La Casa Europa

La Casa Europa

Bilderberg Club, la cima del imperio y sus jerarquías: Dioses, reyes y sátrapas


A mucha gente normal le cuesta entender quien domina -del latín domine: señor-, es decir, quien impera (imperare: mandar) en el mundo "global" que se está yendo aparentemente a pique bajo el gobierno de sus títeres que hunden en la miseria al 99'9% y enriquecen hasta la lujuria obscena a sus amos.

¿Quien es hoy la cabeza del imperio? ¿El Rey de Reyes? -Xsayaziya Xsayaziyanam, como los llamaban Haxamaniyas o Aqueménidas-.

A estas alturas de los imperios confrontados tras milenios de genocidios y matanzas sanguinarias, sus monarcas y sátrapas tienen claro que la guerra es una guerra de clases, y que su clase ha de estar y seguir bien unida pese a todo. Así la cabeza invisible es un supuesto Dios-Alá-Ieuá-Budha: La idea de la jerarquía divina y su orden terrenal establecido desde aquellas cimas del Tangri o Dyaus Pita (Cielo protector) de nuestros abuelos neolíticos y que hay que mantener contra toda ciencia y lógica, a sangre, ignorancia y fuego religioso.

De ahí los tronos abajo, cada quien en su territorio y mano dura en todos ellos pintada del arco iris en los medios sumisos. Cuando uno decae matando elefantes, los otros le aupan y consuelan. Cuando el enemigo es frágil o el aliado inútil, se le elimina, como a elefante de feria o circo. Y se narran historias, ya viejas, sobadas y repetidas, con el mismo guión para que los mismos bobos lo aplaudan, desde su silla de pago en el cine a falta de plaza en la uni.

Porque algo tienen en común todas las religiones "del libro": Su origen fraudulento en textos copiados y plagiados de las culturas mesopotámicas e iranias y de las sectas gnósticas y maniqueas. Un potaje indigerible cuando se analizan las obvias y manifiestas falsedades históricas, anacronismos y manipulaciones de todo tipo en sus principios, textos y afirmaciones. En cada una de ellas y en todas.

Pero todas ellas generan una sociedad similar, donde unos poquísimos son bien educados e informados y la inmensa mayoría es educastrada en aras de una moral hipócrita, caduca y ajena a la ciencia, la filosofía, el conocimiento y la razón. Generaciones de creyentes, maleducados, ignorantes, sumisos y manipulables. Los suficientes para dar un aspecto de legalidad a la farsa electoral de las "democracias" oligárquicas de escaparate.

Pero ¿quiénes son los verdaderos dueños del mundo?

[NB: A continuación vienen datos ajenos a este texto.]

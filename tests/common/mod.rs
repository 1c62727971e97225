//! Scripted stand-in for the drone's command port
#![allow(dead_code)]

use std::net::SocketAddr;
use std::sync::{Arc, Mutex};
use std::time::Duration;
use tello_link::{spawn_controller, Config, DroneController};
use tokio::net::UdpSocket;
use tokio::task::JoinHandle;
use tokio::time::Instant;

/// One command as seen by the fake device
#[derive(Debug, Clone)]
pub struct Exchange {
    pub command: String,
    pub received_at: Instant,
    pub answered_at: Option<Instant>,
}

#[derive(Default)]
struct Script {
    battery: i64,
    delays: Vec<(String, Duration)>,
    silent: Vec<String>,
    errors: Vec<(String, String)>,
    log: Vec<Exchange>,
}

impl Script {
    fn reply_for(&self, command: &str) -> (Option<String>, Duration) {
        let delay = self
            .delays
            .iter()
            .find(|(p, _)| command.starts_with(p.as_str()))
            .map(|(_, d)| *d)
            .unwrap_or(Duration::ZERO);

        if self.silent.iter().any(|p| command.starts_with(p.as_str())) {
            return (None, delay);
        }
        if let Some((_, reply)) = self.errors.iter().find(|(p, _)| command.starts_with(p.as_str())) {
            return (Some(reply.clone()), delay);
        }
        if command == "battery?" {
            return (Some(self.battery.to_string()), delay);
        }
        (Some("ok".to_string()), delay)
    }
}

pub struct FakeTello {
    addr: SocketAddr,
    script: Arc<Mutex<Script>>,
    task: JoinHandle<()>,
}

impl FakeTello {
    /// Fake device on a loopback port reporting 45% battery
    pub async fn start() -> Self {
        let socket = UdpSocket::bind("127.0.0.1:0").await.unwrap();
        let addr = socket.local_addr().unwrap();
        let script = Arc::new(Mutex::new(Script {
            battery: 45,
            ..Default::default()
        }));

        let shared = script.clone();
        let task = tokio::spawn(async move {
            let mut buf = [0u8; 256];
            loop {
                let Ok((n, from)) = socket.recv_from(&mut buf).await else {
                    continue;
                };
                let command = String::from_utf8_lossy(&buf[..n]).into_owned();
                let (reply, delay) = {
                    let mut script = shared.lock().unwrap();
                    script.log.push(Exchange {
                        command: command.clone(),
                        received_at: Instant::now(),
                        answered_at: None,
                    });
                    script.reply_for(&command)
                };

                let Some(reply) = reply else { continue };
                tokio::time::sleep(delay).await;
                let _ = socket.send_to(reply.as_bytes(), from).await;

                let mut script = shared.lock().unwrap();
                if let Some(last) = script.log.last_mut() {
                    last.answered_at = Some(Instant::now());
                }
            }
        });

        Self { addr, script, task }
    }

    pub fn addr(&self) -> SocketAddr {
        self.addr
    }

    pub fn set_battery(&self, percent: i64) {
        self.script.lock().unwrap().battery = percent;
    }

    /// Hold the answer to commands starting with `prefix`
    pub fn delay(&self, prefix: &str, delay: Duration) {
        self.script
            .lock()
            .unwrap()
            .delays
            .push((prefix.to_string(), delay));
    }

    /// Never answer commands starting with `prefix`
    pub fn silence(&self, prefix: &str) {
        self.script.lock().unwrap().silent.push(prefix.to_string());
    }

    pub fn unsilence(&self, prefix: &str) {
        self.script.lock().unwrap().silent.retain(|p| p != prefix);
    }

    /// Answer commands starting with `prefix` with `reply`
    pub fn fail(&self, prefix: &str, reply: &str) {
        self.script
            .lock()
            .unwrap()
            .errors
            .push((prefix.to_string(), reply.to_string()));
    }

    pub fn exchanges(&self) -> Vec<Exchange> {
        self.script.lock().unwrap().log.clone()
    }

    pub fn commands(&self) -> Vec<String> {
        self.exchanges().into_iter().map(|e| e.command).collect()
    }

    pub fn count(&self, command: &str) -> usize {
        self.commands().iter().filter(|c| c.as_str() == command).count()
    }
}

impl Drop for FakeTello {
    fn drop(&mut self) {
        self.task.abort();
    }
}

/// Config pointing at `device` with short budgets and loopback ports
pub fn test_config(device: SocketAddr) -> Config {
    let mut config = Config::default();
    config.drone.address = device;
    config.drone.local_bind = "127.0.0.1:0".parse().unwrap();
    config.drone.telemetry = false;
    config.drone.video_bind = "127.0.0.1:0".parse().unwrap();
    config.drone.handshake_attempts = 2;

    config.timeouts.handshake_ms = 300;
    config.timeouts.command_ms = 300;
    config.timeouts.flight_ms = 500;
    config.timeouts.motion_base_ms = 400;
    config.timeouts.motion_per_cm_ms = 1;
    config.timeouts.motion_per_degree_ms = 1;
    config.timeouts.max_ms = 1_000;
    config.timeouts.late_grace_ms = 100;
    config
}

pub fn controller_for(fake: &FakeTello) -> DroneController {
    spawn_controller(&test_config(fake.addr()))
}

/// A loopback UDP port that was free a moment ago
pub async fn free_udp_port() -> u16 {
    let socket = UdpSocket::bind("127.0.0.1:0").await.unwrap();
    socket.local_addr().unwrap().port()
}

Los verdaderos dueños del mundo son el 0,0000001% del total y poseen tanta riqueza que la mayoría de nosotros no puede concebir números que grandes sin freír nuestra materia gris del cerebro como los huevos en la acera del Infierno sevillano.

La Reina de Inglaterra es verdaderamente una de las personas más ricas del mundo y la mayor terrateniente y propietaria de tierra del mundo, con un valor aproximado de 17.600.000.000.000 -17 billones hispanos y trillones yanquis- de libras esterlinas.

Aunque una estimación es difícil de hacer verdaderamente porque tiene una gran cantidad de testaferros, se estima que la mujer vale cierta cantidad obscena como 33.000.000.000.000 dólares (33 billones hispanos de dólares").
Por supuesto, alguien hizo los cálculos de esa cifra en 2007, hace casi una década, por lo que no se sabe lo que es ahora.

Ella posee nominalmente 6.600.000.000 acres de tierra en un planeta que sólo tiene 36,8 mil millones de acres de tierra habitable. Ella tiene tanto dinero en este punto que ella no tiene idea de lo que significa para el ser humano promedio cien dólares si alguna vez lo hizo.
Esta mujer podría literalmente acabar con la pobreza mundial y el hambre por sí misma si quisiera. Es mucho.

Sólo con el "apoyo" de los creyentes y el nunca bien ponderado de las fuerzas del orden privado, puesto que sólo sirven a sus privilegiadas señorías y a la voz de ar, aunque las pague como todo el público pueblo, se sobran para esquiar en la cima del pastel, en sus níveas cimas o en sus pistas de hielo a rez de chausée, como les venga en gana. Y de hacer de las aburridas cortes, clubs, y del resto del mundo, una encomienda como España o un campo de concentración, como Gaza.